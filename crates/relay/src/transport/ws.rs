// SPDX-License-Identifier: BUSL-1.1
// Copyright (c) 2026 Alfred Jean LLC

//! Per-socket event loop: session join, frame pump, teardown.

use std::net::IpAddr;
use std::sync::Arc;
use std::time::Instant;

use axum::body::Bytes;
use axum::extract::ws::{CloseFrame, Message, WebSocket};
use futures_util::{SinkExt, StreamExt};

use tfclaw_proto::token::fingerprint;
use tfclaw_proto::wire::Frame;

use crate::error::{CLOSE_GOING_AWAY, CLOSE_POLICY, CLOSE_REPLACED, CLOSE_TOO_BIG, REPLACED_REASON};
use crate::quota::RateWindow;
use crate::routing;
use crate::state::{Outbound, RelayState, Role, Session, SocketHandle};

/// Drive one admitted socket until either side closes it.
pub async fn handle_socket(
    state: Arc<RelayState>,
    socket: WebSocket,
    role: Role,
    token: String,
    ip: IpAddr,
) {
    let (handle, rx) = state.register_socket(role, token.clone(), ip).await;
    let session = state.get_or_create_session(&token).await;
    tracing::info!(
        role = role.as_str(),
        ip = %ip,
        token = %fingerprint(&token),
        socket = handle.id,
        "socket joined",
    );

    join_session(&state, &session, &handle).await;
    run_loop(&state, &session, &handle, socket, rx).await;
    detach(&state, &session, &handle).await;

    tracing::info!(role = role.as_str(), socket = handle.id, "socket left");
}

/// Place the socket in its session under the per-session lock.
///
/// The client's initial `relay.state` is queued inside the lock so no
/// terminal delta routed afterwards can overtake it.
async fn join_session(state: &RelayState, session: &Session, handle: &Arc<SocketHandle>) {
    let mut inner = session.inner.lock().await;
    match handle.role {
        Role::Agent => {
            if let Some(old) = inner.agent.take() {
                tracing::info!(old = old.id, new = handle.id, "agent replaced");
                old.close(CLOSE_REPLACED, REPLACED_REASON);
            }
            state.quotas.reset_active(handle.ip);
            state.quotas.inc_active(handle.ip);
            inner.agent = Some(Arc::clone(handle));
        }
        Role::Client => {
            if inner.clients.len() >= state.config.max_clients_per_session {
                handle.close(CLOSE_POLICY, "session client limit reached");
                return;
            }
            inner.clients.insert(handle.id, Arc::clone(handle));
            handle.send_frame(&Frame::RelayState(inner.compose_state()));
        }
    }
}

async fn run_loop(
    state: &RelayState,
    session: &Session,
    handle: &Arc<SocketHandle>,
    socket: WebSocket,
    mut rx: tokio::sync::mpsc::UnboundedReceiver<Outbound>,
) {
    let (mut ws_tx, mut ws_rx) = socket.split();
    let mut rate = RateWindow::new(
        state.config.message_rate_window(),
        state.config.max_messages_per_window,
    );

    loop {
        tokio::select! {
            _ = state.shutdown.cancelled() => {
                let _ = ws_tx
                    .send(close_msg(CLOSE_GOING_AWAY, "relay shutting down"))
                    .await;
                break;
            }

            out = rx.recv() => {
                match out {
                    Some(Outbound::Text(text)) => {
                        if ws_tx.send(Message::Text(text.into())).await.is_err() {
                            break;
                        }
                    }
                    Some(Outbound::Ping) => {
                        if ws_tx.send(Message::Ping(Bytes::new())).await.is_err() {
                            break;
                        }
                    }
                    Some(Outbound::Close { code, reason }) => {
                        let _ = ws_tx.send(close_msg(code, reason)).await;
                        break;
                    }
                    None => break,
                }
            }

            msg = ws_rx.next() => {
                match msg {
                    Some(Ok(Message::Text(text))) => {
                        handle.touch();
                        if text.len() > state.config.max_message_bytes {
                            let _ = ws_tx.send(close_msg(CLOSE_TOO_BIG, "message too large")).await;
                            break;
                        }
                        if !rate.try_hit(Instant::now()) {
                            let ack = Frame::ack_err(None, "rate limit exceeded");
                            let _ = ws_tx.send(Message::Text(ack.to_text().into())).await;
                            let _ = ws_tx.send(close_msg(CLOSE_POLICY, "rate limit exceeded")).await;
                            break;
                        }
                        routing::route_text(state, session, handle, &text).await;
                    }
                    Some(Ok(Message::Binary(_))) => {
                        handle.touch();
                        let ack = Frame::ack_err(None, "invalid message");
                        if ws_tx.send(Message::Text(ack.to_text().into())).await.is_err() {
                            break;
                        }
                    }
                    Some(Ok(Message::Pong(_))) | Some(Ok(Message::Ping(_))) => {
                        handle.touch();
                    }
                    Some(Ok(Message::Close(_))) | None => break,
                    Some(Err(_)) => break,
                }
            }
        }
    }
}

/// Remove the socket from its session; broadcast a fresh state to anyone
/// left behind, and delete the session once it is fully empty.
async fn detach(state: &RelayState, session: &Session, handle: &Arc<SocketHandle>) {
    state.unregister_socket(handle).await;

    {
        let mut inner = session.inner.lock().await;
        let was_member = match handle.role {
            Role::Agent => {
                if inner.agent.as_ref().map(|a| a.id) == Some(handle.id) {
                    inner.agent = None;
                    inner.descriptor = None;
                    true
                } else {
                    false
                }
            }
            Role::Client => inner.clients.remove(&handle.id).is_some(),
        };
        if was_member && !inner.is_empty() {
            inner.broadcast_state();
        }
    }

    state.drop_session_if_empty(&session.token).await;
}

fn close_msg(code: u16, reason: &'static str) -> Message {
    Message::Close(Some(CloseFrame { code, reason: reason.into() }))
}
--
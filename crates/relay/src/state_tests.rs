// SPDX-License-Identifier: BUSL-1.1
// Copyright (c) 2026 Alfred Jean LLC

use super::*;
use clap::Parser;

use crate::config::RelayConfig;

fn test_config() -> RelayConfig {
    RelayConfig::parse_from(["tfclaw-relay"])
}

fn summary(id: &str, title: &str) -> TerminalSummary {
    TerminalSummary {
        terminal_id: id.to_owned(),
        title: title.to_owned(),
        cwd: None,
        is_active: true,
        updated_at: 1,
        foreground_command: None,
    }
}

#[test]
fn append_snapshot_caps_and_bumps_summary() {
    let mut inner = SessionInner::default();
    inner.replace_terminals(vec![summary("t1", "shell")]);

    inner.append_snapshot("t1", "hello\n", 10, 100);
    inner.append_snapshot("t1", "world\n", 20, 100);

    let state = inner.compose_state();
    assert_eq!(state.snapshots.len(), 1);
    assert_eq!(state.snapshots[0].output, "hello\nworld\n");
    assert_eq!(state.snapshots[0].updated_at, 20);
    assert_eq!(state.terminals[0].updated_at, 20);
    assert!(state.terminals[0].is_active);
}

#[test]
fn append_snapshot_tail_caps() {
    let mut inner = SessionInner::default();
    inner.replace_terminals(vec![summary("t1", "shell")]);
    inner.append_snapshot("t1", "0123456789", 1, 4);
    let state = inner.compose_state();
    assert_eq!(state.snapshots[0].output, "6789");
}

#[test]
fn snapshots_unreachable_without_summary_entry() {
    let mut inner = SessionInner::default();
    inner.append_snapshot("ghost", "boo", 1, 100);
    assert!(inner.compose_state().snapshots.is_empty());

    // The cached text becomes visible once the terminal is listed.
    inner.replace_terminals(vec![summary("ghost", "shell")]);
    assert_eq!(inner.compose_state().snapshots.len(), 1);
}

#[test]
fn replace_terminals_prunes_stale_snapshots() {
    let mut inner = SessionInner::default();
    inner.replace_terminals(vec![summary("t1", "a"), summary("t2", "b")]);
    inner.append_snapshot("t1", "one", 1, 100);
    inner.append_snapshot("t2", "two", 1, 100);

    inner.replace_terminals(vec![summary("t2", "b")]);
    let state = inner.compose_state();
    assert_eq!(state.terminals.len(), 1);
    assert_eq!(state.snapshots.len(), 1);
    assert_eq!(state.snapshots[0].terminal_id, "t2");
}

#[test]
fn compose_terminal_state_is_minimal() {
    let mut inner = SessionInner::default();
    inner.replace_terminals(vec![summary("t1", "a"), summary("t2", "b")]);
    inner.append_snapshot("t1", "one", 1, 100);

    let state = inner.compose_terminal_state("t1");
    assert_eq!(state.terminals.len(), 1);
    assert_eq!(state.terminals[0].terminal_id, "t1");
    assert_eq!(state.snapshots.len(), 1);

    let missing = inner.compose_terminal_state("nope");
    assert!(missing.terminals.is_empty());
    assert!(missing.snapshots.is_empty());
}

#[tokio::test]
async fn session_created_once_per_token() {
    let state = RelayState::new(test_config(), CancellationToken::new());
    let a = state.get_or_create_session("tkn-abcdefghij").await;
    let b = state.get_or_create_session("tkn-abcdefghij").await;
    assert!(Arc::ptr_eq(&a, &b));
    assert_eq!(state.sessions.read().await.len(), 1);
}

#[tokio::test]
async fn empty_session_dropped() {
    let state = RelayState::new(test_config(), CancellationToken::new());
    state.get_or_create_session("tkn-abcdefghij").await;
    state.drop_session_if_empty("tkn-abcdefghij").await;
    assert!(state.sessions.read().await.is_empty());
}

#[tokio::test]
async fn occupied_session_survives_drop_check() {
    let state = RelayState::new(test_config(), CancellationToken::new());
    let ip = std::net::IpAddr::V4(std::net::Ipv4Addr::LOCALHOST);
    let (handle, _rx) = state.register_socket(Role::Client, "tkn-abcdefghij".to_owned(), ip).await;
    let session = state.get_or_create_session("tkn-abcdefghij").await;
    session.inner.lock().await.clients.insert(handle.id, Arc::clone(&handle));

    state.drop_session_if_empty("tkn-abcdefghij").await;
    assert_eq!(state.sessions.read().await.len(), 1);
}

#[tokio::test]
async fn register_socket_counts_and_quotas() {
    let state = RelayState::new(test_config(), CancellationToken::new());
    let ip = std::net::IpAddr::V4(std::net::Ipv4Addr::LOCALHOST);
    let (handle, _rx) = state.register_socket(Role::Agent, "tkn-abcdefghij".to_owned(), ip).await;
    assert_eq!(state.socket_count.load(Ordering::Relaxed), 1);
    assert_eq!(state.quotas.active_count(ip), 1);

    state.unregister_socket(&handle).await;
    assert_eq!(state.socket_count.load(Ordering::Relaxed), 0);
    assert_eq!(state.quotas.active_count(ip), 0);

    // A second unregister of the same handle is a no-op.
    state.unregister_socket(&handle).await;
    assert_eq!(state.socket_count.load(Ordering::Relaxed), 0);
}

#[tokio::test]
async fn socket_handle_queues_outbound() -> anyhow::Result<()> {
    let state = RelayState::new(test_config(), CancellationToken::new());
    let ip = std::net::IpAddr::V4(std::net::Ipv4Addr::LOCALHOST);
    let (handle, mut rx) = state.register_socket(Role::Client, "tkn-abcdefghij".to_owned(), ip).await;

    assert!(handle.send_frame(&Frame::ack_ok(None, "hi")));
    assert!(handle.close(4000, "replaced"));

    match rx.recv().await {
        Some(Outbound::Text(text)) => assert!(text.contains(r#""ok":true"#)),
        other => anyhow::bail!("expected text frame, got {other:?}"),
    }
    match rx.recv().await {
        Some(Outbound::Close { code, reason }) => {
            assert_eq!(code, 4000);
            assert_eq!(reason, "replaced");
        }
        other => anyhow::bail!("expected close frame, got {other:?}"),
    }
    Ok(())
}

## What is expected
Where does the string "filename" appear in the records? Copy every line that holds it.

## Task output
filename crates/relay/src/transport/ws.rs
filename crates/relay/src/state_tests.rs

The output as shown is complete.